Georg Bolte baute das erste Haus in Waldhausen.
Georg Bolte hatte vor mehr als hundert Jahren einen solchen Tag. Der Bauer stand auf, ging wie gewohnt zu seiner Birnbaumplantage – und war, vorsichtig ausgedrückt, wenig begeistert: Sämtliche Baumkronen abgeschlagen. Es ragten nur Stämme in den Himmel. Und das alles, weil er versäumt hatte, Pachtzins für das Land zu zahlen.
„Der Besitzer des Landes, der Ziegeleibesitzer Willmer, war nicht unbedingt, was man als angenehmen Zeitgenossen bezeichnet. Wenn er kein Geld bekam, sollte Bauer Bolte auch keine Ernte bekommen“, sagt Rainer Denecke. Sein Urgroßvater war Fritz Bolte, der Sohn von Georg, der letzte Bauer in der Familie. Viele Bilder in Deneckes Haus zeugen von der damaligen Zeit, vom Leben seiner Vorfahren. Fotos der Familie mit ihrem Verkaufswagen vor der Markthalle. Malereien des einsamen Bauernhauses in weiter Flur.

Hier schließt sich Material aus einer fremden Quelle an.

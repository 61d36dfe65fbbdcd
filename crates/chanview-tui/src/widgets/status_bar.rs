//! Status bar — bottom line with input mode, backend, and keybindings.

use ratatui::{
    layout::Rect,
    style::{Color, Modifier, Style},
    text::{Line, Span},
    widgets::Paragraph,
    Frame,
};

use crate::theme::{C_MODE_BROWSE, C_MODE_SEARCH, C_MUTED, C_SECONDARY, C_SEPARATOR};

#[derive(Debug, Clone, Copy, PartialEq)]
pub enum InputMode {
    Browse,
    Search,
}

impl InputMode {
    pub fn label(self) -> &'static str {
        match self {
            Self::Browse => "BROWSE",
            Self::Search => "SEARCH",
        }
    }

    pub fn color(self) -> Color {
        match self {
            Self::Browse => C_MODE_BROWSE,
            Self::Search => C_MODE_SEARCH,
        }
    }

    fn keys(self) -> &'static str {
        match self {
            Self::Browse => {
                " ↑↓/jk select  ←→/hl page  y copy  o player  b browser  r reload  / search  Tab focus  q quit"
            }
            Self::Search => " type to search  Enter keep  Esc clear/close  Tab channels",
        }
    }
}

/// Draw a horizontal separator line.
pub fn draw_separator(frame: &mut Frame, area: Rect) {
    let line = Line::from(Span::styled(
        "─".repeat(area.width as usize),
        Style::default().fg(C_SEPARATOR),
    ));
    frame.render_widget(Paragraph::new(line), area);
}

/// Draw the keybindings footer bar (one row).
pub fn draw_keys_bar(frame: &mut Frame, area: Rect, mode: InputMode, backend: &str) {
    let line = Line::from(vec![
        Span::styled(
            format!(" {} ", mode.label()),
            Style::default()
                .fg(mode.color())
                .add_modifier(Modifier::BOLD),
        ),
        Span::styled(backend.to_string(), Style::default().fg(C_SECONDARY)),
        Span::raw(" "),
        Span::styled(mode.keys(), Style::default().fg(C_MUTED)),
    ]);
    frame.render_widget(Paragraph::new(line), area);
}
use std::path::PathBuf;

const APP_DIR: &str = "chanview";

pub fn data_dir() -> PathBuf {
    // On macOS and Linux, use ~/.local/share/chanview/ (XDG layout)
    // rather than macOS Application Support.
    #[cfg(unix)]
    {
        dirs::home_dir()
            .unwrap_or_else(temp_dir)
            .join(".local")
            .join("share")
            .join(APP_DIR)
    }
    #[cfg(windows)]
    {
        // Portable install: a data/ directory beside the executable wins.
        if let Some(dir) = exe_dir() {
            let portable_data = dir.join("data");
            if portable_data.exists() {
                return portable_data;
            }
        }

        dirs::data_local_dir()
            .unwrap_or_else(|| PathBuf::from("."))
            .join(APP_DIR)
    }
}

pub fn config_dir() -> PathBuf {
    #[cfg(windows)]
    {
        if let Some(dir) = exe_dir() {
            if dir.join("config.toml").exists() {
                return dir;
            }
        }
    }

    #[cfg(unix)]
    {
        dirs::home_dir()
            .unwrap_or_else(|| PathBuf::from("."))
            .join(".config")
            .join(APP_DIR)
    }

    #[cfg(windows)]
    {
        dirs::config_dir()
            .unwrap_or_else(|| PathBuf::from("."))
            .join(APP_DIR)
    }
}

pub fn temp_dir() -> PathBuf {
    std::env::temp_dir()
}

#[cfg(windows)]
fn exe_dir() -> Option<PathBuf> {
    std::env::current_exe()
        .ok()
        .and_then(|p| p.parent().map(|d| d.to_path_buf()))
}
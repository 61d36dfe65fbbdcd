//! Color palette and style constants for the channel browser.

use ratatui::style::{Color, Modifier, Style};

// ── Color palette ─────────────────────────────────────────────────────────────

pub const C_BG: Color = Color::Rgb(18, 18, 18);
pub const C_ONLINE: Color = Color::Rgb(80, 200, 120);
pub const C_LOADING: Color = Color::Rgb(255, 184, 80);
pub const C_ERROR: Color = Color::Rgb(255, 80, 80);
pub const C_MUTED: Color = Color::Rgb(72, 72, 88);
pub const C_SEPARATOR: Color = Color::Rgb(40, 40, 52);
pub const C_SECONDARY: Color = Color::Rgb(115, 115, 138);
pub const C_PRIMARY: Color = Color::Rgb(210, 210, 225);
pub const C_SELECTION_BG: Color = Color::Rgb(28, 28, 40);
pub const C_PANEL_BORDER: Color = Color::Rgb(40, 40, 52);
pub const C_PANEL_BORDER_FOCUSED: Color = Color::Rgb(120, 100, 200);
pub const C_NUMBER_HINT: Color = Color::Rgb(90, 90, 115);
pub const C_SEARCH_BG: Color = Color::Rgb(20, 20, 32);
pub const C_SEARCH_FG: Color = Color::Rgb(255, 200, 80);
pub const C_GROUP: Color = Color::Rgb(80, 140, 200);
pub const C_NOW_PLAYING: Color = Color::Rgb(100, 160, 130);
pub const C_ACTION_KEY: Color = Color::Rgb(180, 120, 220);
pub const C_TOAST_INFO: Color = Color::Rgb(80, 160, 220);
pub const C_TOAST_SUCCESS: Color = Color::Rgb(80, 200, 120);
pub const C_TOAST_ERROR: Color = Color::Rgb(255, 95, 95);
pub const C_MODE_BROWSE: Color = Color::Rgb(115, 115, 138);
pub const C_MODE_SEARCH: Color = Color::Rgb(255, 200, 80);

// ── Predefined styles ─────────────────────────────────────────────────────────

pub fn style_focused_border() -> Style {
    Style::default().fg(C_PANEL_BORDER_FOCUSED)
}

pub fn style_unfocused_border() -> Style {
    Style::default().fg(C_PANEL_BORDER)
}

pub fn style_disabled() -> Style {
    Style::default().fg(C_MUTED).add_modifier(Modifier::DIM)
}

pub fn style_enabled() -> Style {
    Style::default().fg(C_PRIMARY).add_modifier(Modifier::BOLD)
}
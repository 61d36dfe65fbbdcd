//! Action enum — all user-initiated intents.

/// Unique identifier for a focusable component.
#[derive(Debug, Clone, Copy, PartialEq, Eq, Hash)]
pub enum ComponentId {
    SearchBar,
    ChannelList,
}

/// All actions that can flow through the system.
/// Components produce Actions; the App dispatches them.
#[derive(Debug, Clone, PartialEq, Eq)]
pub enum Action {
    // ── Navigation ───────────────────────────────────────────────────────────
    FocusNext,
    FocusPane(ComponentId),

    // ── Search ───────────────────────────────────────────────────────────────
    OpenSearch,
    CloseSearch,
    SearchChanged(String),

    // ── Pagination ───────────────────────────────────────────────────────────
    PrevPage,
    NextPage,
    Reload,

    // ── Card actions (carry the channel's stream URL) ────────────────────────
    CopyStream(String),
    OpenStream(String),
    OpenInBrowser(String),

    // ── System ───────────────────────────────────────────────────────────────
    Quit,
}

„Das Bauernhaus Bolte wurde 1860 gebaut, es war das erste am Platz“, erzählt Denecke. Früher seien hier nur Felder gewesen. Die nächstgelegenen Bauten waren der Döhrener Turm mit seinen Wirtschafts- und Wohnhäusern. Erst in den späten 1870er Jahren schritt die Besiedelung voran. Der Bremer Professor Grelle hatte Interessenten für eine Gartenstadt gefunden, die bauten.
Das Original-Bauernhaus ist bei einem Feuer Ende des 19. Jahrhunderts teilweise abgebrannt. Viele Bereiche mussten renoviert werden. Es steht aber bis heute. Denecke vermietet es, wohnt selbst nebenan. Nur eine Sache ärgert Denecke ein bisschen: „Das Kunstverständnis meiner Urgroßeltern. Ein damals armer Künstler wollte seine Einkäufe mit Bildern zahlen. Sie fanden diese nicht schön, ließen ihn lieber abstottern.“ Es war Kurt Schwitters.